Somos fantoches, dos quais não temos auto-controlo. As nossas bases fazem-nos a vida toda, até ao dia em que entramos no nosso caixão. Os pequenos detalhes, vamos nós polindo conforme batemos fortemente contra a muralha que nos cerca do mundo que vemos do lado de fora. Conseguimos vê-lo, mas não o conseguimos ter. Criamos um amor pelo que é dos outros e o que é nosso repugna-nos. Queríamos o que é deles, dávamos a vida por começar tudo de novo, naquele sítio. Naquele mundo diferente do nosso.
A vida é curta porque são muitos anos a viver sempre o mesmo. Sorte tem quem encontra uma folga na barreira e consegue fugir. Quem cria uma nova vida longe de tudo, sem tremer um dedo ou duvidar de uma decisão.

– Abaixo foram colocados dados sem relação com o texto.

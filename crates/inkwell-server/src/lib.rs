//! Inkwell server library logic.

pub mod api;
pub mod api_posts;
pub mod config;

use axum::{
    extract::DefaultBodyLimit,
    routing::{get, post},
    Extension, Json, Router,
};
use inkwell_db::DbPool;
use serde_json::{json, Value};
use std::sync::Arc;
use tower_http::cors::{Any, CorsLayer};
use tower_http::trace::TraceLayer;

/// Application state shared across all request handlers.
#[derive(Clone)]
pub struct AppState {
    /// Database connection pool.
    pub pool: DbPool,
}

/// Maximum request body size (1 MiB).
const MAX_REQUEST_BODY_BYTES: usize = 1024 * 1024;

/// Health check handler.
async fn health() -> Json<Value> {
    Json(json!({
        "status": "ok",
        "version": env!("CARGO_PKG_VERSION")
    }))
}

/// Builds the application router with all routes.
pub fn app(state: AppState) -> Router {
    Router::new()
        .route("/health", get(health))
        .route(
            "/posts",
            get(api_posts::list_posts_handler).post(api_posts::create_post_handler),
        )
        .route("/posts/seed", post(api_posts::seed_posts_handler))
        .route(
            "/posts/{id}",
            get(api_posts::get_post_handler).put(api_posts::update_post_handler),
        )
        .route("/categories", get(api_posts::list_categories_handler))
        .layer(DefaultBodyLimit::max(MAX_REQUEST_BODY_BYTES))
        .layer(TraceLayer::new_for_http())
        .layer(
            CorsLayer::new()
                .allow_origin(Any)
                .allow_methods(Any)
                .allow_headers(Any),
        )
        .layer(Extension(Arc::new(state)))
}
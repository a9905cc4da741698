//! Connection pool for the Inkwell store.
//!
//! [`open_pool`] is the entry point the server uses: it builds the pool,
//! migrates the schema through the first checkout, and hands back a pool
//! whose every connection sees the `categories` and `posts` tables.
//!
//! An in-memory path (`:memory:` or the empty string) gives every SQLite
//! connection its own private database. Such pools are pinned to exactly one
//! long-lived connection so that the migrated schema and all written rows
//! stay visible for the life of the pool.

use std::time::Duration;

use r2d2::Pool;
use r2d2_sqlite::SqliteConnectionManager;
use rusqlite::{Connection, OpenFlags};
use thiserror::Error;

use crate::migrations::{run_migrations, MigrationError};

/// Runtime tunables for SQLite connection behavior.
#[derive(Debug, Clone, Copy, PartialEq, Eq)]
pub struct DbRuntimeSettings {
    /// How long a writer waits on a locked database, in milliseconds.
    pub busy_timeout_ms: u64,

    /// Maximum number of pooled connections. Ignored for in-memory stores,
    /// which always use one.
    pub pool_max_size: u32,
}

impl Default for DbRuntimeSettings {
    fn default() -> Self {
        Self {
            busy_timeout_ms: 5_000,
            pool_max_size: 8,
        }
    }
}

/// The SQLite connection pool shared by request handlers.
pub type DbPool = Pool<SqliteConnectionManager>;

/// Errors that can occur while opening the store.
#[derive(Debug, Error)]
pub enum PoolError {
    /// Failed to build the connection pool.
    #[error("failed to create database connection pool: {0}")]
    PoolInit(#[from] r2d2::Error),

    /// The pool was built but no connection could be checked out to migrate.
    #[error("failed to check out a connection for migrations: {0}")]
    Checkout(r2d2::Error),

    /// The schema could not be brought up to date.
    #[error(transparent)]
    Migration(#[from] MigrationError),
}

/// Whether `db_path` names a per-connection private database.
pub fn is_in_memory(db_path: &str) -> bool {
    let path = db_path.trim();
    path.is_empty() || path == ":memory:"
}

/// Builds a pool over `db_path` without touching the schema.
///
/// File-backed stores run in WAL mode so readers never block the single
/// writer. In-memory stores get one connection that is never recycled.
///
/// # Errors
///
/// Returns `PoolError::PoolInit` if the first connection cannot be opened
/// and configured.
pub fn create_pool(db_path: &str, settings: DbRuntimeSettings) -> Result<DbPool, PoolError> {
    let in_memory = is_in_memory(db_path);
    let busy_timeout = Duration::from_millis(settings.busy_timeout_ms);

    let manager = SqliteConnectionManager::file(db_path)
        .with_flags(
            OpenFlags::SQLITE_OPEN_READ_WRITE
                | OpenFlags::SQLITE_OPEN_CREATE
                | OpenFlags::SQLITE_OPEN_FULL_MUTEX,
        )
        .with_init(move |conn| init_connection(conn, busy_timeout, in_memory));

    let builder = Pool::builder();
    let pool = if in_memory {
        if settings.pool_max_size != 1 {
            tracing::info!(
                requested = settings.pool_max_size,
                "in-memory store uses a single pooled connection"
            );
        }
        builder
            .max_size(1)
            .min_idle(Some(1))
            .max_lifetime(None)
            .idle_timeout(None)
            .build(manager)?
    } else {
        builder.max_size(settings.pool_max_size).build(manager)?
    };

    tracing::debug!(
        path = db_path,
        in_memory,
        max_size = pool.max_size(),
        "database pool created"
    );

    Ok(pool)
}

/// Builds the pool and applies pending migrations before returning it.
///
/// # Errors
///
/// Returns `PoolError` if the pool cannot be built, no connection can be
/// checked out, or a migration fails.
pub fn open_pool(db_path: &str, settings: DbRuntimeSettings) -> Result<DbPool, PoolError> {
    let pool = create_pool(db_path, settings)?;

    {
        let conn = pool.get().map_err(PoolError::Checkout)?;
        let applied = run_migrations(&conn)?;
        if applied > 0 {
            tracing::info!(count = applied, path = db_path, "applied database migrations");
        }
    }

    Ok(pool)
}

fn init_connection(
    conn: &mut Connection,
    busy_timeout: Duration,
    in_memory: bool,
) -> rusqlite::Result<()> {
    if !in_memory {
        let mode: String =
            conn.pragma_update_and_check(None, "journal_mode", "WAL", |row| row.get(0))?;
        if !mode.eq_ignore_ascii_case("wal") {
            return Err(rusqlite::Error::SqliteFailure(
                rusqlite::ffi::Error::new(rusqlite::ffi::SQLITE_ERROR),
                Some(format!("journal_mode WAL was refused, got {mode}")),
            ));
        }
    }
    // Posts reference categories; the foreign key is only enforced when on.
    conn.pragma_update(None, "foreign_keys", true)?;
    conn.busy_timeout(busy_timeout)
}

#[cfg(test)]
mod tests {
    use super::*;

    fn has_posts_table(conn: &Connection) -> bool {
        conn.query_row(
            "SELECT EXISTS(SELECT 1 FROM sqlite_master WHERE type = 'table' AND name = 'posts')",
            [],
            |row| row.get(0),
        )
        .expect("should query sqlite_master")
    }

    #[test]
    fn recognizes_in_memory_paths() {
        assert!(is_in_memory(":memory:"));
        assert!(is_in_memory(""));
        assert!(is_in_memory(" :memory: "));
        assert!(!is_in_memory("inkwell.db"));
        assert!(!is_in_memory("/var/lib/inkwell/memory.db"));
    }

    #[test]
    fn in_memory_pool_is_pinned_to_one_connection() {
        let settings = DbRuntimeSettings {
            busy_timeout_ms: 2_500,
            pool_max_size: 8,
        };

        let pool = create_pool(":memory:", settings).expect("pool creation should succeed");
        assert_eq!(pool.max_size(), 1);

        let conn = pool.get().expect("should get a connection");
        let fk: bool = conn
            .query_row("PRAGMA foreign_keys;", [], |row| row.get(0))
            .expect("should query foreign_keys");
        assert!(fk, "foreign keys should be enabled");

        let busy_timeout: i64 = conn
            .query_row("PRAGMA busy_timeout;", [], |row| row.get(0))
            .expect("should query busy_timeout");
        assert_eq!(busy_timeout, 2_500);
    }

    #[test]
    fn in_memory_schema_is_visible_on_later_checkouts() {
        let pool =
            open_pool(":memory:", DbRuntimeSettings::default()).expect("open should succeed");

        for _ in 0..3 {
            let conn = pool.get().expect("should get a connection");
            assert!(has_posts_table(&conn));
            conn.execute("INSERT INTO categories (name) VALUES (hex(randomblob(8)))", [])
                .expect("insert should succeed");
        }

        let conn = pool.get().expect("should get a connection");
        let count: i64 = conn
            .query_row("SELECT COUNT(*) FROM categories", [], |row| row.get(0))
            .expect("should count categories");
        assert_eq!(count, 3, "rows written through earlier checkouts persist");
    }

    #[test]
    fn file_pool_honours_size_and_uses_wal() {
        let dir = tempfile::tempdir().expect("should create temp dir");
        let path = dir.path().join("wal.db");
        let settings = DbRuntimeSettings {
            busy_timeout_ms: 1_000,
            pool_max_size: 3,
        };

        let pool = open_pool(path.to_str().expect("temp path should be utf-8"), settings)
            .expect("open should succeed");
        assert_eq!(pool.max_size(), 3);

        let first = pool.get().expect("should get a connection");
        let second = pool.get().expect("should get a second connection");
        assert!(has_posts_table(&second), "every file connection sees the schema");

        let mode: String = first
            .query_row("PRAGMA journal_mode;", [], |row| row.get(0))
            .expect("should query journal_mode");
        assert_eq!(mode, "wal");
    }
}
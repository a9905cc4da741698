#![allow(dead_code)]

use axum::{
    body::Body,
    http::{Request, StatusCode},
    Router,
};
use inkwell_db::{open_pool, DbPool, DbRuntimeSettings};
use inkwell_server::{app, AppState};
use serde_json::Value;
use tempfile::TempDir;
use tower::ServiceExt;

/// A router over a fresh file-backed database. Keep `_dir` alive for the
/// duration of the test; dropping it deletes the database.
pub struct TestApp {
    pub router: Router,
    pub pool: DbPool,
    _dir: TempDir,
}

pub fn setup_app() -> TestApp {
    let dir = tempfile::tempdir().unwrap();
    let path = dir.path().join("inkwell.db");
    let pool = open_pool(path.to_str().unwrap(), DbRuntimeSettings::default()).unwrap();

    TestApp {
        router: app(AppState { pool: pool.clone() }),
        pool,
        _dir: dir,
    }
}

impl TestApp {
    pub async fn send(&self, method: &str, uri: &str, body: Option<Value>) -> (StatusCode, Value) {
        let builder = Request::builder().method(method).uri(uri);
        let request = match body {
            Some(json) => builder
                .header("content-type", "application/json")
                .body(Body::from(json.to_string()))
                .unwrap(),
            None => builder.body(Body::empty()).unwrap(),
        };
        self.send_request(request).await
    }

    pub async fn send_request(&self, request: Request<Body>) -> (StatusCode, Value) {
        let response = self.router.clone().oneshot(request).await.unwrap();
        let status = response.status();
        let bytes = axum::body::to_bytes(response.into_body(), usize::MAX)
            .await
            .unwrap();
        let json = if bytes.is_empty() {
            Value::Null
        } else {
            serde_json::from_slice(&bytes).unwrap()
        };
        (status, json)
    }

    pub fn count(&self, table: &str) -> i64 {
        let conn = self.pool.get().unwrap();
        conn.query_row(&format!("SELECT COUNT(*) FROM {table}"), [], |row| {
            row.get(0)
        })
        .unwrap()
    }
}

O medo atormenta e leva-nos a quebrar, a falecer interiormente. A desistir de todas as conquistas que temos, e a nossa área diminui, os bichos atacam e devoram tudo. Ficamos sem nada e caímos num abismo. Lá vemo-nos a nós, um candeeiro de luz fraca aponta para nós (como se fosse uma luz bem reluzente, a chamar-nos de imbecis… na verdade, tem a força de uma vela, uma das tantas que encontramos nas promessas de Fátima). Ao nosso lado não está ninguém, nós afastámos todos os que se aproximaram, o buraco é escuro e faz-nos duvidar de qualquer amizade… leva-nos a gostar só de observar e desejar, leva-nos a uma inveja total. Temos apenas uma caixinha de recordações. Isso é o nosso mundo! Temos a nossa vida. É como se morrêssemos e pudéssemos ir ao clube de vídeo mais próximo e alugar a cassete da nossa história. Sem cortes nem falhas. Todas as loucuras, palavras, choros, risos, fotografias, gargalhadas, alegrias, emoções, canções, euforias, raivas, desperdícios… Tudo. Tudo o que nos fazia queixar por possuir, agora perdemos. E damos-lhe a verdadeira importância. Era pouco, mas era bom! Éramos felizes num mundo hipócrita, mas a hipocrisia passava ao nosso lado. Agora consumiu-nos. E sou o quê? Hipócrita ao quadrado, talvez.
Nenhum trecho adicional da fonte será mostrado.